◆ **Exercise details**: Return the lines below that carry the word "digits".
═════ Records ═════
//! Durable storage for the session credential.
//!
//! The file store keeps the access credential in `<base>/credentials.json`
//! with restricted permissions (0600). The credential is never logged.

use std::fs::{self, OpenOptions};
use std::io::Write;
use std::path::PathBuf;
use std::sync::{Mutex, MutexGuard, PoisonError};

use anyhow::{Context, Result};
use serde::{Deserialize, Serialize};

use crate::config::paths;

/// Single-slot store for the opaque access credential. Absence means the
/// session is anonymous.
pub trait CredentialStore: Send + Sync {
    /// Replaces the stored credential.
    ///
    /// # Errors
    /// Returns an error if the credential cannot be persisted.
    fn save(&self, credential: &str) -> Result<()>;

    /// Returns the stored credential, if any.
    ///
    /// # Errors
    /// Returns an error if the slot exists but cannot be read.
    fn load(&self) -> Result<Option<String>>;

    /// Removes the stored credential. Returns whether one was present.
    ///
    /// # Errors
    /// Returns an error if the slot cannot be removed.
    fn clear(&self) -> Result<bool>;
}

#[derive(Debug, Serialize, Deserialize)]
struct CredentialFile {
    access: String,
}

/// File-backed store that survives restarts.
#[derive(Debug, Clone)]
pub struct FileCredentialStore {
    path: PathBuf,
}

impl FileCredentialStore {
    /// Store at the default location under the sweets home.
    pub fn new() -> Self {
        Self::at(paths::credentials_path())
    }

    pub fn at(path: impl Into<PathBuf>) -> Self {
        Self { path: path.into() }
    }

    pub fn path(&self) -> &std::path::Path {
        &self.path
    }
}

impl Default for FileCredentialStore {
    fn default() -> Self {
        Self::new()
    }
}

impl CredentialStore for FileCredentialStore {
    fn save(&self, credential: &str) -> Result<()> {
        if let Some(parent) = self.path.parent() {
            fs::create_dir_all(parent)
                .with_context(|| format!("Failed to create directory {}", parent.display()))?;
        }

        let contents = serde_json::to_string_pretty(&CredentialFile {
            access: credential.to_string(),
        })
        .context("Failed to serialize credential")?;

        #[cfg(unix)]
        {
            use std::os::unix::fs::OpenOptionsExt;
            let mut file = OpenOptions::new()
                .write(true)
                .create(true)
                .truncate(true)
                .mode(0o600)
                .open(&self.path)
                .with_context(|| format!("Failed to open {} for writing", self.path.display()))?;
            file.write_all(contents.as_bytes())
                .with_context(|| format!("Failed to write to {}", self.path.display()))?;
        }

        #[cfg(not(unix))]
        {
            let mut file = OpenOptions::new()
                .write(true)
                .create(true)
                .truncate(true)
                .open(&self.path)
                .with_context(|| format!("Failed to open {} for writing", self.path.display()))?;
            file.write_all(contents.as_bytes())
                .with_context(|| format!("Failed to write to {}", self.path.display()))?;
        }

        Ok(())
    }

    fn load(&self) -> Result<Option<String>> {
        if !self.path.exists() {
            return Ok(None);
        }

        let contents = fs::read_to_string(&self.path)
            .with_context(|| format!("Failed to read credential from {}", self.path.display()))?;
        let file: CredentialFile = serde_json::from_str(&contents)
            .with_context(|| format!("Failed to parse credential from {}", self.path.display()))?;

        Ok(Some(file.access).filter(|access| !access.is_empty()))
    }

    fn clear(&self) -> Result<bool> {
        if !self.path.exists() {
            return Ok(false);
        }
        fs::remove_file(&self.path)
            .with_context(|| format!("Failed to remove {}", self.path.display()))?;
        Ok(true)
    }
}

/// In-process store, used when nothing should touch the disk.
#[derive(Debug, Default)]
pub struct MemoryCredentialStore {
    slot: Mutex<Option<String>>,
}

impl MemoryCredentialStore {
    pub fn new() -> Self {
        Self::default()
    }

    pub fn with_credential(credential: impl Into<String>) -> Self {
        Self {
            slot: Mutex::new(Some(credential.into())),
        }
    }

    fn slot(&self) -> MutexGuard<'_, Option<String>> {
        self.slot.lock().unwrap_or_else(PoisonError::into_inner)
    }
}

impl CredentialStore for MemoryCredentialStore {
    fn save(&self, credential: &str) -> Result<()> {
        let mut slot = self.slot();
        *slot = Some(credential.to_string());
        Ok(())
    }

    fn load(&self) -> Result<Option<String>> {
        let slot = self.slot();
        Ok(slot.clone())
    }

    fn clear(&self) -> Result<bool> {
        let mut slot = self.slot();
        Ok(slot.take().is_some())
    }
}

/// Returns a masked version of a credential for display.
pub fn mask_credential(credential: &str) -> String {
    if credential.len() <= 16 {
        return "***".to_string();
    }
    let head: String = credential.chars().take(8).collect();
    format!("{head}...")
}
═════
═════ Records ═════
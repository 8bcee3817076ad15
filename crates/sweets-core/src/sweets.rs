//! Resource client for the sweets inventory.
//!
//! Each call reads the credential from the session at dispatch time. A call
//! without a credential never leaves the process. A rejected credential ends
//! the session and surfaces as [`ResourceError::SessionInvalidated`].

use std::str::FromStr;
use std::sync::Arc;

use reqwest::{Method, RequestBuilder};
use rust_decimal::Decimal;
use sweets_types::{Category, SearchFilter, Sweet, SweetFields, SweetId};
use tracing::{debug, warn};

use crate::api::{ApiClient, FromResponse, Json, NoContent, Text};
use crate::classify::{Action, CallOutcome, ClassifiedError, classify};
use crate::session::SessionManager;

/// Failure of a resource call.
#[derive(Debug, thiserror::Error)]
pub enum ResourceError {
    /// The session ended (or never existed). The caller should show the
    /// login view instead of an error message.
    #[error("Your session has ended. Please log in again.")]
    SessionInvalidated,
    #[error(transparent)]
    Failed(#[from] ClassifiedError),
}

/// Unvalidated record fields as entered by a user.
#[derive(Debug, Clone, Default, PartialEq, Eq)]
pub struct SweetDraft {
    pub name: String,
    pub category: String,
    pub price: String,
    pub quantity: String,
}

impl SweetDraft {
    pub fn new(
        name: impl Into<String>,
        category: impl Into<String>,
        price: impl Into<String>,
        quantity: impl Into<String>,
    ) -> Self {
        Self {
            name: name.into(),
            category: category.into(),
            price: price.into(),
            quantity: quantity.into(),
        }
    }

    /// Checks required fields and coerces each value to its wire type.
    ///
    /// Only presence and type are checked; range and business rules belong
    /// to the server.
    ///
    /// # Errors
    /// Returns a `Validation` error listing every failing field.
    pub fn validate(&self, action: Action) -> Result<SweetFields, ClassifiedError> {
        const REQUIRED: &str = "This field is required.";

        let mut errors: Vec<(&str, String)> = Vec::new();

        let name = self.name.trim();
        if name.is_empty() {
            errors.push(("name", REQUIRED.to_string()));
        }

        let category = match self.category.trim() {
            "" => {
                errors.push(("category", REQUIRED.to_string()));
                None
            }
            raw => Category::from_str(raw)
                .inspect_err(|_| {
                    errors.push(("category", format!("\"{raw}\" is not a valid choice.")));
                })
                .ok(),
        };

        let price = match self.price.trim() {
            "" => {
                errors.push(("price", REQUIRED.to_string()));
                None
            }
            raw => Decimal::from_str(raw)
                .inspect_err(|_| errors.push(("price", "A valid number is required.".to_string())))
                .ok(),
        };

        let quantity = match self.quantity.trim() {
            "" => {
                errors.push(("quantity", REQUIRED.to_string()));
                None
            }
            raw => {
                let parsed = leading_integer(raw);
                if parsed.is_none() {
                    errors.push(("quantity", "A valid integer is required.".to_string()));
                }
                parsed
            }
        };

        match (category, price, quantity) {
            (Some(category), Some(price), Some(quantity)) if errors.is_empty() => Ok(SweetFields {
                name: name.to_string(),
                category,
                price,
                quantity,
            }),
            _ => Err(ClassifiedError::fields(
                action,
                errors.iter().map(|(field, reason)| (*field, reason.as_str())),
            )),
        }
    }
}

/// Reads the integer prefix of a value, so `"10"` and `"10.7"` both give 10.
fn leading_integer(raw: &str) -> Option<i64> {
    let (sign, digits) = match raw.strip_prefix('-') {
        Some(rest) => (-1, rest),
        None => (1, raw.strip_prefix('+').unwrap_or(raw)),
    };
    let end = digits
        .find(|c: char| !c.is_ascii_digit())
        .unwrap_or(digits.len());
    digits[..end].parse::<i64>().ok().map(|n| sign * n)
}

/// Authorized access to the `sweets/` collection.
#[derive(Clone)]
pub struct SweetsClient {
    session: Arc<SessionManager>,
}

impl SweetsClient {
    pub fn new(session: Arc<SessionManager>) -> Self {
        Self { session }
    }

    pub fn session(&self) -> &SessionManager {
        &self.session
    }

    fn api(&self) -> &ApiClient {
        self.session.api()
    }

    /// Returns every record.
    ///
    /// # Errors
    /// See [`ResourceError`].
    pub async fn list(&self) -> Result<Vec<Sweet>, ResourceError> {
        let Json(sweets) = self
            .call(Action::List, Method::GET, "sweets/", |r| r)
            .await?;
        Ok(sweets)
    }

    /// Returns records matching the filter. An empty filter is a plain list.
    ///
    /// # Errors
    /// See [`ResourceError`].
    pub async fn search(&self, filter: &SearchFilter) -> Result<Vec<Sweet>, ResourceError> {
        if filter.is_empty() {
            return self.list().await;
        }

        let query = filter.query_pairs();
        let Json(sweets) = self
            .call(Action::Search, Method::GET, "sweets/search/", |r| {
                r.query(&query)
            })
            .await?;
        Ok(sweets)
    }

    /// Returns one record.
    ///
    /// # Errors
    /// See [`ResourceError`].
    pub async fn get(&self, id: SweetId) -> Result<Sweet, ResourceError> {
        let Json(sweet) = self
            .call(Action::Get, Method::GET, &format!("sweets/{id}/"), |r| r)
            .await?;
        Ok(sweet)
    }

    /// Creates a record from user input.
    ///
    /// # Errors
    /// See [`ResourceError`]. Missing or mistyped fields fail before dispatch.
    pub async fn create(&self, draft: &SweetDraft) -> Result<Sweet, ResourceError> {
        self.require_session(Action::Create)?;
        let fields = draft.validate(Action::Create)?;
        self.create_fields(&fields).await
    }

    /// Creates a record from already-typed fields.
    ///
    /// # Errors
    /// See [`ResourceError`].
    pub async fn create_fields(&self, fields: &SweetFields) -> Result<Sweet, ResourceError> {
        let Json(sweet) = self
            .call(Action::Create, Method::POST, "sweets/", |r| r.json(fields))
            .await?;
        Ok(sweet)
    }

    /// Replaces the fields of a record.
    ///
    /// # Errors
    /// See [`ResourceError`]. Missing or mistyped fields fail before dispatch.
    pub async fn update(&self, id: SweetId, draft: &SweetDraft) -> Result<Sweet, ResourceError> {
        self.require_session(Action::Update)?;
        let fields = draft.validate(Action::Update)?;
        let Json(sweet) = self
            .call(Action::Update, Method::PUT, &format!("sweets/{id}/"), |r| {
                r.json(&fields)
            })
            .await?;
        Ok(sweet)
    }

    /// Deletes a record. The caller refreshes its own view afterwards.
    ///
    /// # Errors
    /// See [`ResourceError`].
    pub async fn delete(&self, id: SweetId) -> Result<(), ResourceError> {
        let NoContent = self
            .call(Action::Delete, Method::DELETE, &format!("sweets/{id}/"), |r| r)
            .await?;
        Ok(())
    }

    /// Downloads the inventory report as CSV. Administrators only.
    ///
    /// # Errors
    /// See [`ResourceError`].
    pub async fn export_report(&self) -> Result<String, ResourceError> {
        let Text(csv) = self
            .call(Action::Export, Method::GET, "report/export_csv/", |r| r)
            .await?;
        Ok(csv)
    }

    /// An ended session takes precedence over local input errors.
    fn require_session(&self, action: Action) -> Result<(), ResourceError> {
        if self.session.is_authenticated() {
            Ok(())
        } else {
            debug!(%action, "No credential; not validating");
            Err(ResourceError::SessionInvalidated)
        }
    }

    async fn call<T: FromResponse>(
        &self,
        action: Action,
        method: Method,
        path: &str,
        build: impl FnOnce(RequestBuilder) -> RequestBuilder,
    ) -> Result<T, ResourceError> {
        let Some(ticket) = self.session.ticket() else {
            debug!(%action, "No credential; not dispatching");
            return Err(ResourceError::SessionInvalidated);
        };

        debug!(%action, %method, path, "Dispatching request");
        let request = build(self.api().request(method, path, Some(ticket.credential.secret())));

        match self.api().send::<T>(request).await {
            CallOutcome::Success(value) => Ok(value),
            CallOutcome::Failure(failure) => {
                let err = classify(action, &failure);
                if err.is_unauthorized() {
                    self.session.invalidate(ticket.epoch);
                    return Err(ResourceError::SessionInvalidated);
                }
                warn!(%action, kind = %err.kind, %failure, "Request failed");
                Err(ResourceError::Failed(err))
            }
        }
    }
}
═════
═════ Records ═════
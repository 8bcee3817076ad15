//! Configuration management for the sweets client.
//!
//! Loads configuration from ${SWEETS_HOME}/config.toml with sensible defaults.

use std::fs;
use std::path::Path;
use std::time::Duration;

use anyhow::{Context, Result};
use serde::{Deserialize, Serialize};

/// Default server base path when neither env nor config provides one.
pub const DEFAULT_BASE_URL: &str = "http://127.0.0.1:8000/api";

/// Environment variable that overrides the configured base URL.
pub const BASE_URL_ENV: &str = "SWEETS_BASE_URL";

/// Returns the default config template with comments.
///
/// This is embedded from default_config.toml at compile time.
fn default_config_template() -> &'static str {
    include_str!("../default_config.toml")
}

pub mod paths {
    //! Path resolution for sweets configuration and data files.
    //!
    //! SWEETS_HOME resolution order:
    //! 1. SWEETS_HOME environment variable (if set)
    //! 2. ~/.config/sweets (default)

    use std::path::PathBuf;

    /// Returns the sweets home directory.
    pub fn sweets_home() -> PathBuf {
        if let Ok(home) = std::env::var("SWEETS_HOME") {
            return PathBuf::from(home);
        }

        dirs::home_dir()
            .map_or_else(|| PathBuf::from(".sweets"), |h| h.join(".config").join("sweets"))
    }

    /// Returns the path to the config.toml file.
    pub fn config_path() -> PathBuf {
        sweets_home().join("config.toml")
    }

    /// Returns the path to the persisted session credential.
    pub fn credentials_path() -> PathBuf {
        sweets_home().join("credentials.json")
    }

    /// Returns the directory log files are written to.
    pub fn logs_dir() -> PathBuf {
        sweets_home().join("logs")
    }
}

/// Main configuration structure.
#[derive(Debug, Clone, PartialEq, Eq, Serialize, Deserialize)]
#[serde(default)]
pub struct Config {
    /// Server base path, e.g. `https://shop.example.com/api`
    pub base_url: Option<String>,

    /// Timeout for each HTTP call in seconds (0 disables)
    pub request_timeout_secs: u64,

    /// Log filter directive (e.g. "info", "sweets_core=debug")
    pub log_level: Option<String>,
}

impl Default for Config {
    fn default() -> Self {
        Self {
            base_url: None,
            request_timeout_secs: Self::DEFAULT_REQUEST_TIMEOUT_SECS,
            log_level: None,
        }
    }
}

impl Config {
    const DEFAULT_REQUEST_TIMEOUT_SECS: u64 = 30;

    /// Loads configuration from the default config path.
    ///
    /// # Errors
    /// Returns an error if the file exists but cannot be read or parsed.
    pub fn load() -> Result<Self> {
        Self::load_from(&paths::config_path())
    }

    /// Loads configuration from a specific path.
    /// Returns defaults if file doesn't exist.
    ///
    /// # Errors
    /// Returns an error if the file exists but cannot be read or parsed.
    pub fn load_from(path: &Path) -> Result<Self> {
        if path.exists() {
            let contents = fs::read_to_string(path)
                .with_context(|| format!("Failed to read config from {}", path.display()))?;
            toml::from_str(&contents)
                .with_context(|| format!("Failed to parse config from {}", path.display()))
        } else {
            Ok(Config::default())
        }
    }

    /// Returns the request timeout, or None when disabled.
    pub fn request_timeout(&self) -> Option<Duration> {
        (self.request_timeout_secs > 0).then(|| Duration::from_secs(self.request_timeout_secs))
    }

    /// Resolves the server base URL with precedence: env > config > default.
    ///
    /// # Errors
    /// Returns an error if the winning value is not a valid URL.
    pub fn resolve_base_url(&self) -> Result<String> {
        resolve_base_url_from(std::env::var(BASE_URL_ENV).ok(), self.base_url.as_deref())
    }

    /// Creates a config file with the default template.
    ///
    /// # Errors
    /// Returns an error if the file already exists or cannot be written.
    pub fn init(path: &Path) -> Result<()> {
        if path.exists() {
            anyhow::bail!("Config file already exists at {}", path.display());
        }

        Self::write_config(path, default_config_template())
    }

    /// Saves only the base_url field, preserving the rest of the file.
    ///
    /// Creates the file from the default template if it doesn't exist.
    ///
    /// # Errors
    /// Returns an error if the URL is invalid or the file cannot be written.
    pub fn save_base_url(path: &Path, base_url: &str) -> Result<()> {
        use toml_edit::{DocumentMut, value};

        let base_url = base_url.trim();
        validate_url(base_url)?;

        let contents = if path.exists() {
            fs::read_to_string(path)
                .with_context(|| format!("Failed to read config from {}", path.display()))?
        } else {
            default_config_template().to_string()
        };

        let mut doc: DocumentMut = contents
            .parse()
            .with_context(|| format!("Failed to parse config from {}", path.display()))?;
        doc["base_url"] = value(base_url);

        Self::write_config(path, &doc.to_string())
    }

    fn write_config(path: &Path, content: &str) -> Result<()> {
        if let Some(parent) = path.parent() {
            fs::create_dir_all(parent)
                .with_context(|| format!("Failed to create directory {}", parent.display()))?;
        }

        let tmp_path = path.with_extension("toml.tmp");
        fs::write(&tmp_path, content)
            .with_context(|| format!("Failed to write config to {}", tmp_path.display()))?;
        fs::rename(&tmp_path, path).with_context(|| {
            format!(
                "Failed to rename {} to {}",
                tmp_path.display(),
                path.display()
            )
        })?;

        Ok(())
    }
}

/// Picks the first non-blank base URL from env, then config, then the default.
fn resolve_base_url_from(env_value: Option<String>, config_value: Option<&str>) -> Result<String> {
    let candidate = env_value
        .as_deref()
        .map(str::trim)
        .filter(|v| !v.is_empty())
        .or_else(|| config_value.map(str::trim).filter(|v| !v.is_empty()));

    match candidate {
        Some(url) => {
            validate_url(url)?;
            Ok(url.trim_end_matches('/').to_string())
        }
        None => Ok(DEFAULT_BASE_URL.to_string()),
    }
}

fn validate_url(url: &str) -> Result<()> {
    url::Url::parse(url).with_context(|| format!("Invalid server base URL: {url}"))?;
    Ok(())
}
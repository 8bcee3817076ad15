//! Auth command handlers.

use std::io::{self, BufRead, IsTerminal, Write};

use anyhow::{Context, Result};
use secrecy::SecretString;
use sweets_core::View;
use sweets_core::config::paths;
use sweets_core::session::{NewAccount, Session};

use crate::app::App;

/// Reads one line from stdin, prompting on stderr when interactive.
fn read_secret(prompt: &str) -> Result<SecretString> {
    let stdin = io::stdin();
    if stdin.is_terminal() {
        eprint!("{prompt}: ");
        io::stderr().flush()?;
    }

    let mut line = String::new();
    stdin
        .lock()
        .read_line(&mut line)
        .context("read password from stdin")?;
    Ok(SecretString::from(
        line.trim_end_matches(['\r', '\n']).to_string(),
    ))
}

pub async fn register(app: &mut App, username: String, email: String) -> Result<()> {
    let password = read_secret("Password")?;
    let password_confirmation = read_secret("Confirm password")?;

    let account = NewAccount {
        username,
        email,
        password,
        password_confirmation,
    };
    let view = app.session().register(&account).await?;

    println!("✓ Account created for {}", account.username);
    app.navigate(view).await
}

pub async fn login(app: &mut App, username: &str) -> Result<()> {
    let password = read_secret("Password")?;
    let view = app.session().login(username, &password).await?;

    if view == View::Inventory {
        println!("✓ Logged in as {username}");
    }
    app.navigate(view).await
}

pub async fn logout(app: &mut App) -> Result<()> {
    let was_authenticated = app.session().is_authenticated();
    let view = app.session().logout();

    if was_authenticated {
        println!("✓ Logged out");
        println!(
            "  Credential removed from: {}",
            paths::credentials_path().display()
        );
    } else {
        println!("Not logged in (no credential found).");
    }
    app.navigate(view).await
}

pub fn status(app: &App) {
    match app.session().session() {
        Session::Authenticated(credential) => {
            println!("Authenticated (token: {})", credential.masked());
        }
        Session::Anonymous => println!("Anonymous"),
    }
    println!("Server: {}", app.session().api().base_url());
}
═════
◆ **Finished task**:
    let (sign, digits) = match raw.strip_prefix('-') {
    let end = digits
        .unwrap_or(digits.len());
    digits[..end].parse::<i64>().ok().map(|n| sign * n)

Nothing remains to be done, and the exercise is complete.